Q: How are Indian defence stocks performing amidst global tensions? A: Indian defence stocks, including BEL and BDL, are performing exceptionally well. They are experiencing significant surges driven by escalating global geopolitical tensions, increased defence spending worldwide, and the Indian government's strong 'Atmanirbhar Bharat' initiative, which prioritizes indigenous defence manufacturing. Their robust order books and strong revenue visibility underscore this positive momentum.

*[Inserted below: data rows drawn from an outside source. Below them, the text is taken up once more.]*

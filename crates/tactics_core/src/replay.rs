//! Replay recording and playback.
//!
//! A replay is the battle setup (seed included) plus the accepted command
//! log. Re-applying the log to a battle built from the same setup recreates
//! every state and event exactly.

use serde::{Deserialize, Serialize};

use crate::battle::Battle;
use crate::command::{Command, CommandRecord};
use crate::error::{BattleError, Result};
use crate::events::BattleEvent;
use crate::setup::BattleSetup;
use crate::warrior::TeamId;

/// Replay format version for compatibility.
pub const REPLAY_VERSION: u32 = 1;

/// Complete replay data structure.
#[derive(Debug, Clone, PartialEq, Eq, Serialize, Deserialize)]
pub struct Replay {
    /// Replay format version.
    pub version: u32,
    /// Scenario identifier or name.
    pub scenario_id: String,
    /// Initial state, seed included.
    pub setup: BattleSetup,
    /// Accepted commands in order.
    pub commands: Vec<CommandRecord>,
    /// State hash after the last command.
    pub final_hash: u64,
}

impl Replay {
    /// Start an empty replay for a setup.
    #[must_use]
    pub fn new(scenario_id: impl Into<String>, setup: BattleSetup) -> Self {
        Self {
            version: REPLAY_VERSION,
            scenario_id: scenario_id.into(),
            setup,
            commands: Vec::new(),
            final_hash: 0,
        }
    }

    /// Capture a battle's command log and current hash.
    ///
    /// `setup` must be the one the battle was built from.
    #[must_use]
    pub fn record(scenario_id: impl Into<String>, setup: BattleSetup, battle: &Battle) -> Self {
        let mut replay = Self::new(scenario_id, setup);
        replay.commands = battle.command_log().to_vec();
        replay.finalize(battle.state_hash());
        replay
    }

    /// Append a command.
    pub fn record_command(&mut self, player: TeamId, command: Command) {
        self.commands.push(CommandRecord {
            seq: self.commands.len() as u64,
            player,
            command,
        });
    }

    /// Store the final state hash.
    pub fn finalize(&mut self, final_hash: u64) {
        self.final_hash = final_hash;
    }

    /// Encode with bincode.
    pub fn to_bytes(&self) -> Result<Vec<u8>> {
        bincode::serialize(self)
            .map_err(|e| BattleError::Serialization(format!("Failed to serialize replay: {e}")))
    }

    /// Decode with bincode and check the version.
    pub fn from_bytes(bytes: &[u8]) -> Result<Self> {
        let replay: Self = bincode::deserialize(bytes)
            .map_err(|e| BattleError::Serialization(format!("Failed to deserialize replay: {e}")))?;

        if replay.version != REPLAY_VERSION {
            return Err(BattleError::ReplayVersionMismatch {
                expected: REPLAY_VERSION,
                actual: replay.version,
            });
        }
        Ok(replay)
    }

    /// Build the battle in its initial state.
    pub fn restore_initial_state(&self) -> Result<Battle> {
        Battle::from_setup(&self.setup)
    }

    /// Commands issued by one player.
    #[must_use]
    pub fn commands_by(&self, player: TeamId) -> Vec<&CommandRecord> {
        self.commands.iter().filter(|c| c.player == player).collect()
    }

    /// Number of commands.
    #[must_use]
    pub fn command_count(&self) -> usize {
        self.commands.len()
    }
}

/// Steps through a replay one command at a time.
#[derive(Debug)]
pub struct ReplayPlayer {
    replay: Replay,
    battle: Battle,
    cursor: usize,
}

impl ReplayPlayer {
    /// Create a player positioned before the first command.
    pub fn new(replay: Replay) -> Result<Self> {
        let battle = replay.restore_initial_state()?;
        Ok(Self {
            replay,
            battle,
            cursor: 0,
        })
    }

    /// Apply the next command. Returns `None` once every command was applied.
    ///
    /// # Errors
    ///
    /// A recorded command that the rebuilt battle rejects means the replay
    /// does not match this build; the error is returned as is.
    pub fn step(&mut self) -> Result<Option<Vec<BattleEvent>>> {
        let Some(record) = self.replay.commands.get(self.cursor) else {
            return Ok(None);
        };
        let events = self.battle.apply(record.player, record.command.clone())?;
        self.cursor += 1;
        Ok(Some(events))
    }

    /// Rebuild and replay up to (not including) command `index`.
    pub fn seek(&mut self, index: usize) -> Result<()> {
        self.battle = self.replay.restore_initial_state()?;
        self.cursor = 0;
        let target = index.min(self.replay.commands.len());
        while self.cursor < target {
            self.step()?;
        }
        Ok(())
    }

    /// Apply every remaining command, collecting the events.
    pub fn run_to_end(&mut self) -> Result<Vec<BattleEvent>> {
        let mut events = Vec::new();
        while let Some(batch) = self.step()? {
            events.extend(batch);
        }
        Ok(events)
    }

    /// Replay from scratch and compare the final hash.
    ///
    /// # Errors
    ///
    /// [`BattleError::DesyncDetected`] on a hash mismatch.
    pub fn verify(&mut self) -> Result<()> {
        self.seek(self.replay.commands.len())?;
        let actual = self.battle.state_hash();
        if actual == self.replay.final_hash {
            Ok(())
        } else {
            Err(BattleError::DesyncDetected {
                commands: self.cursor,
                expected: self.replay.final_hash,
                actual,
            })
        }
    }

    /// Index of the next command.
    #[must_use]
    pub const fn cursor(&self) -> usize {
        self.cursor
    }

    /// The battle as of the cursor.
    #[must_use]
    pub const fn battle(&self) -> &Battle {
        &self.battle
    }

    /// The replay being played.
    #[must_use]
    pub const fn replay(&self) -> &Replay {
        &self.replay
    }

    /// All commands applied.
    #[must_use]
    pub fn is_finished(&self) -> bool {
        self.cursor >= self.replay.commands.len()
    }

    /// Progress as a percentage (0-100).
    #[must_use]
    pub fn progress_percent(&self) -> f64 {
        if self.replay.commands.is_empty() {
            100.0
        } else {
            (self.cursor as f64 / self.replay.commands.len() as f64) * 100.0
        }
    }
}

#[cfg(test)]
mod tests {
    use super::*;
    use crate::map::GridPos;
    use crate::setup::WarriorTemplate;
    use crate::warrior::UnitId;

    fn setup() -> BattleSetup {
        let mut striker = WarriorTemplate::new("Striker");
        striker.stats.atk = 4;
        BattleSetup::new(99, 6, 4, vec![1, 2])
            .with_unit(1, GridPos::new(1, 1), striker.clone())
            .with_unit(2, GridPos::new(4, 1), striker)
    }

    fn script() -> Vec<(TeamId, Command)> {
        vec![
            (1, Command::PlayerPrepared),
            (2, Command::PlayerPrepared),
            (1, Command::StartNextRound),
            (
                1,
                Command::MoveOnPath {
                    unit: UnitId(0),
                    path: vec![GridPos::new(1, 1), GridPos::new(2, 1), GridPos::new(3, 1)],
                },
            ),
            (1, Command::Attack { attacker: UnitId(0), target: UnitId(1) }),
            (1, Command::ActionDone),
        ]
    }

    fn played() -> (Battle, BattleSetup) {
        let setup = setup();
        let mut battle = Battle::from_setup(&setup).unwrap();
        for (player, command) in script() {
            battle.apply(player, command).unwrap();
        }
        (battle, setup)
    }

    #[test]
    fn test_record_captures_log_and_hash() {
        let (battle, setup) = played();
        let replay = Replay::record("duel", setup, &battle);

        assert_eq!(replay.version, REPLAY_VERSION);
        assert_eq!(replay.command_count(), 6);
        assert_eq!(replay.commands_by(2).len(), 1);
        assert_eq!(replay.final_hash, battle.state_hash());
    }

    #[test]
    fn test_bytes_roundtrip() {
        let (battle, setup) = played();
        let replay = Replay::record("duel", setup, &battle);
        let decoded = Replay::from_bytes(&replay.to_bytes().unwrap()).unwrap();
        assert_eq!(decoded, replay);
    }

    #[test]
    fn test_version_mismatch_is_rejected() {
        let mut replay = Replay::new("duel", setup());
        replay.version = 99;
        let bytes = replay.to_bytes().unwrap();
        assert_eq!(
            Replay::from_bytes(&bytes),
            Err(BattleError::ReplayVersionMismatch { expected: REPLAY_VERSION, actual: 99 })
        );
    }

    #[test]
    fn test_verify_detects_desync() {
        let (battle, setup) = played();
        let mut replay = Replay::record("duel", setup, &battle);
        assert!(ReplayPlayer::new(replay.clone()).unwrap().verify().is_ok());

        replay.finalize(replay.final_hash ^ 1);
        assert!(matches!(
            ReplayPlayer::new(replay).unwrap().verify(),
            Err(BattleError::DesyncDetected { commands: 6, .. })
        ));
    }

    #[test]
    fn test_step_and_seek() {
        let (battle, setup) = played();
        let replay = Replay::record("duel", setup, &battle);
        let mut player = ReplayPlayer::new(replay).unwrap();

        assert!(player.step().unwrap().is_some());
        assert_eq!(player.cursor(), 1);

        player.seek(4).unwrap();
        assert_eq!(player.battle().position_of(UnitId(0)), Some(GridPos::new(3, 1)));
        assert!((player.progress_percent() - 66.666).abs() < 0.01);

        player.seek(1).unwrap();
        assert_eq!(player.battle().position_of(UnitId(0)), Some(GridPos::new(1, 1)));

        player.run_to_end().unwrap();
        assert!(player.is_finished());
        assert!(player.step().unwrap().is_none());
        assert_eq!(player.battle().state_hash(), battle.state_hash());
    }

    #[test]
    fn test_record_command_numbers_sequentially() {
        let mut replay = Replay::new("manual", setup());
        replay.record_command(1, Command::PlayerPrepared);
        replay.record_command(2, Command::PlayerPrepared);
        assert_eq!(replay.commands[1].seq, 1);
        assert_eq!(replay.commands[1].player, 2);
    }
}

Q: What are Citi's main concerns for Indian IT stocks like Infosys and HCL Tech? A: Citi's main concerns for Indian IT stocks like Infosys and HCL Technologies stem from global macroeconomic headwinds, including higher interest rates and inflation in key markets. This has led to reduced discretionary spending by corporate clients, longer decision cycles for new IT projects, and persistent pressure on operating margins due to wage inflation.
Q: Is it a good time to invest in defence stocks in India? A: Given the strong sectoral tailwinds from geopolitical developments and government support for indigenous manufacturing, defence stocks in India present a compelling long-term investment theme. However, FinScann advises investors to assess individual company fundamentals, order book execution, and valuations carefully to ensure sustainable returns.
Q: What is the outlook for the Indian IT sector in 2026? A: The outlook for the Indian IT sector in 2026 is challenging in the near term, marked by potential revenue growth moderation and margin pressures. However, the long-term structural growth drivers remain intact, driven by digital transformation, cloud adoption, and AI integration. Investors should anticipate continued volatility but also look for opportunities to invest in resilient companies with strong domain expertise and diversified client portfolios.
Q: How does the 'Atmanirbhar Bharat' initiative impact defence companies like BEL? A: The 'Atmanirbhar Bharat' (Self-Reliant India) initiative significantly impacts defence companies like BEL by prioritising domestic procurement and manufacturing of defence equipment. This policy directly translates into a substantial increase in order inflows, enhanced research and development capabilities, and a reduced reliance on foreign imports, thereby securing a strong and visible growth pipeline for Indian defence PSUs.
Disclaimer: For information only; not investment advice. Stock market investments carry risks. Please consult a SEBI-registered advisor before investing. FinScann assumes no liability for decisions made based on this report.